La pratique, qualifiée de déviante, m’apparut tout à fait appropriée, pour ne pas dire convenable, étant donné la saison. En hiver, ce type d’accoutrement passerait presque inaperçu, parmi tous les autres emmitouflés. Il faut dire aussi que je ne m’offusque pas facilement ; et tout engoncée que j’étais, à ce point ensevelie sous plusieurs épaisseurs de vêtements thermorégulateurs préalablement réchauffés sur le radiateur de la cuisine, il m’était de toute façon impossible de lever les bras au ciel. Par chance, me déshabiller langoureusement n’était pas dans mes projets à court ou moyen terme ; j’étais, en somme, dans de parfaites dispositions pour découvrir ce monde nouveau, enveloppant, régressif et duveteux…

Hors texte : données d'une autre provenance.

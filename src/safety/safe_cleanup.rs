use std::ffi::{CStr, CString};
use std::io;
use std::os::fd::RawFd;
use std::os::unix::ffi::OsStrExt;
use std::path::Path;

struct FdGuard(RawFd);

impl Drop for FdGuard {
    fn drop(&mut self) {
        if self.0 >= 0 {
            unsafe {
                libc::close(self.0);
            }
        }
    }
}

fn cstring(bytes: &[u8]) -> io::Result<CString> {
    CString::new(bytes).map_err(|_| {
        io::Error::new(io::ErrorKind::InvalidInput, "path contains a NUL byte")
    })
}

fn check(rc: libc::c_int, what: &str) -> io::Result<libc::c_int> {
    if rc < 0 {
        let err = io::Error::last_os_error();
        return Err(io::Error::new(err.kind(), format!("{what}: {err}")));
    }
    Ok(rc)
}

fn lstat_at(dir_fd: RawFd, name: &CStr) -> io::Result<libc::stat> {
    let mut st = std::mem::MaybeUninit::<libc::stat>::zeroed();
    check(
        unsafe { libc::fstatat(dir_fd, name.as_ptr(), st.as_mut_ptr(), libc::AT_SYMLINK_NOFOLLOW) },
        "fstatat",
    )?;
    Ok(unsafe { st.assume_init() })
}

fn open_dir_at(dir_fd: RawFd, name: &CStr) -> io::Result<FdGuard> {
    let fd = check(
        unsafe {
            libc::openat(
                dir_fd,
                name.as_ptr(),
                libc::O_RDONLY | libc::O_DIRECTORY | libc::O_CLOEXEC | libc::O_NOFOLLOW,
            )
        },
        "openat",
    )?;
    Ok(FdGuard(fd))
}

/// Names in a directory, excluding `.` and `..`
fn list_dir(dir_fd: RawFd) -> io::Result<Vec<CString>> {
    let iter_fd = check(unsafe { libc::dup(dir_fd) }, "dup")?;
    let dir = unsafe { libc::fdopendir(iter_fd) };
    if dir.is_null() {
        let err = io::Error::last_os_error();
        unsafe {
            libc::close(iter_fd);
        }
        return Err(err);
    }

    let mut names = Vec::new();
    loop {
        unsafe {
            *libc::__errno_location() = 0;
        }
        let entry = unsafe { libc::readdir(dir) };
        if entry.is_null() {
            let errno = unsafe { *libc::__errno_location() };
            unsafe {
                libc::closedir(dir);
            }
            if errno != 0 {
                return Err(io::Error::from_raw_os_error(errno));
            }
            break;
        }
        let name = unsafe { CStr::from_ptr((*entry).d_name.as_ptr()) };
        if name.to_bytes() != b"." && name.to_bytes() != b".." {
            names.push(name.to_owned());
        }
    }
    Ok(names)
}

fn remove_contents(dir_fd: RawFd, root_dev: libc::dev_t) -> io::Result<()> {
    for name in list_dir(dir_fd)? {
        let st = lstat_at(dir_fd, &name)?;
        if st.st_mode & libc::S_IFMT == libc::S_IFDIR {
            if st.st_dev != root_dev {
                return Err(io::Error::new(
                    io::ErrorKind::Other,
                    format!("refusing to cross a filesystem boundary at {:?}", name),
                ));
            }
            let child = open_dir_at(dir_fd, &name)?;
            remove_contents(child.0, root_dev)?;
            check(
                unsafe { libc::unlinkat(dir_fd, name.as_ptr(), libc::AT_REMOVEDIR) },
                "unlinkat(dir)",
            )?;
        } else {
            check(unsafe { libc::unlinkat(dir_fd, name.as_ptr(), 0) }, "unlinkat")?;
        }
    }
    Ok(())
}

/// Remove a directory tree without following symlinks.
///
/// Scripts control what ends up in their workspace, so a planted symlink must
/// be unlinked rather than traversed. Missing paths are not an error.
pub fn remove_tree_secure(path: &Path) -> io::Result<()> {
    let (Some(parent), Some(name)) = (path.parent(), path.file_name()) else {
        return Err(io::Error::new(
            io::ErrorKind::InvalidInput,
            format!("cannot remove {}", path.display()),
        ));
    };
    let parent_c = cstring(parent.as_os_str().as_bytes())?;
    let name_c = cstring(name.as_bytes())?;

    let parent_fd = FdGuard(check(
        unsafe {
            libc::open(
                parent_c.as_ptr(),
                libc::O_RDONLY | libc::O_DIRECTORY | libc::O_CLOEXEC | libc::O_NOFOLLOW,
            )
        },
        "open(parent)",
    )?);

    let st = match lstat_at(parent_fd.0, &name_c) {
        Ok(st) => st,
        Err(e) if e.kind() == io::ErrorKind::NotFound => return Ok(()),
        Err(e) => return Err(e),
    };

    if st.st_mode & libc::S_IFMT == libc::S_IFDIR {
        let dir = open_dir_at(parent_fd.0, &name_c)?;
        remove_contents(dir.0, st.st_dev)?;
        drop(dir);
        check(
            unsafe { libc::unlinkat(parent_fd.0, name_c.as_ptr(), libc::AT_REMOVEDIR) },
            "unlinkat(root)",
        )?;
    } else {
        check(unsafe { libc::unlinkat(parent_fd.0, name_c.as_ptr(), 0) }, "unlinkat(root)")?;
    }
    Ok(())
}

#[cfg(test)]
mod tests {
    use super::*;

    #[test]
    fn removes_nested_tree() {
        let root = tempfile::tempdir().unwrap();
        let target = root.path().join("run");
        std::fs::create_dir_all(target.join("a/b")).unwrap();
        std::fs::write(target.join("a/b/file.txt"), b"x").unwrap();
        std::fs::write(target.join("top.py"), b"print(1)").unwrap();

        remove_tree_secure(&target).unwrap();
        assert!(!target.exists());
    }

    #[test]
    fn does_not_follow_symlinks() {
        let root = tempfile::tempdir().unwrap();
        let outside = root.path().join("outside");
        std::fs::create_dir(&outside).unwrap();
        std::fs::write(outside.join("keep.txt"), b"keep").unwrap();

        let target = root.path().join("run");
        std::fs::create_dir(&target).unwrap();
        std::os::unix::fs::symlink(&outside, target.join("link")).unwrap();

        remove_tree_secure(&target).unwrap();
        assert!(!target.exists());
        assert!(outside.join("keep.txt").exists());
    }

    #[test]
    fn missing_path_is_ok() {
        let root = tempfile::tempdir().unwrap();
        assert!(remove_tree_secure(&root.path().join("gone")).is_ok());
    }
}
use std::sync::atomic::{AtomicBool, Ordering};
use std::sync::Arc;

/// Cooperative cancellation flag shared between a caller and a running analysis
#[derive(Clone, Debug, Default)]
pub struct CancelToken {
    cancelled: Arc<AtomicBool>,
}

impl CancelToken {
    pub fn new() -> Self {
        Self::default()
    }

    pub fn cancel(&self) {
        self.cancelled.store(true, Ordering::Release);
    }

    pub fn is_cancelled(&self) -> bool {
        self.cancelled.load(Ordering::Acquire)
    }
}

Je choisis Atchoum85 en guise d’éclaireur. Je le dénichai sur un forum dédié à la « mohairophilie ». Le pseudonyme de cet utilisateur me fit prendre conscience d’un inconvénient majeur (le mohair fait éternuer), et d’une subtilité synesthésique (l’éternuement peut, aussi, chez certains, être source de plaisir). Les subtilités me sont toujours très sympathiques. Encapuchonné de maille verte, il partageait avec la communauté beaucoup de photographies ; images qui ne m’affriolaient guère malgré toute ma bonne volonté…. (N’importe quelle bouillotte recouverte d’une housse moelleuse aurait eu plus de facilités à m’exciter.) Je les observais, ces photos, comme j’aurais feuilleté un catalogue Phildar qui, cherchant peut-être à élargir sa clientèle, se vante curieusement d’être un « créateur de liens »… Pour nos fétichistes, j’imagine qu’il est l’équivalent du magazine Playboy. De même, la mercerie doit être une adresse incontournable, le temple de l’érotisme ! Ils font vivre un certain savoir-faire, de plus en plus délaissé au profit des vêtements synthétiques, ce qui est finalement tout à leur honneur. A titre d’exemple, Lady Mohair, une Allemande élevée au rang d’idole par les fidèles du tricot, a quitté son poste de comptable et peut aujourd’hui vivre de sa passion pour les aiguilles. Sa notoriété est considérable tant elle sait répondre à toutes les demandes : combinaisons intégrales, passe-montagnes, grosses moufles, gros pulls, gros cols, grosses chaussettes, etc. (L’épithète ici soulignée est très utilisée dans la communauté ; elle rappelle aux individus par trop guindés qu’il ne s’agit pas ici de faire dans la dentelle.)

Les premiers frimas sont attendus avec impatience quand on prend plaisir à s’envelopper, à s’enlainer faudrait-il dire, de la tête aux pieds. Cela étant dit, ce qu’Atchoum85 et les autres considèrent comme une « divine matière » représente, pour ma peau réactive, le diable en personne : ça démange, ça peluche, ça migre sur les autres tissus, dans les cils, dans la bouche, s’apparentant alors à du pollen… La nudité – qui me sied pourtant aussi mal qu’un rideau trop grand et trop large sur une toute petite fenêtre par laquelle le voyeur tentera désespérément de voir quelque chose – me paraît plus commode, malgré tout, pour jouir d’une sexualité épanouissante. Quant à l’entretien d’un tel affublement, oser affronter le regard de la personne en charge du pressing, ou s’échiner à le laver à la main, dans la baignoire, quand les enfants sont couchés… Que d’embarras ! Les bras m’en tombent ! La terre est basse ; le désir si haut.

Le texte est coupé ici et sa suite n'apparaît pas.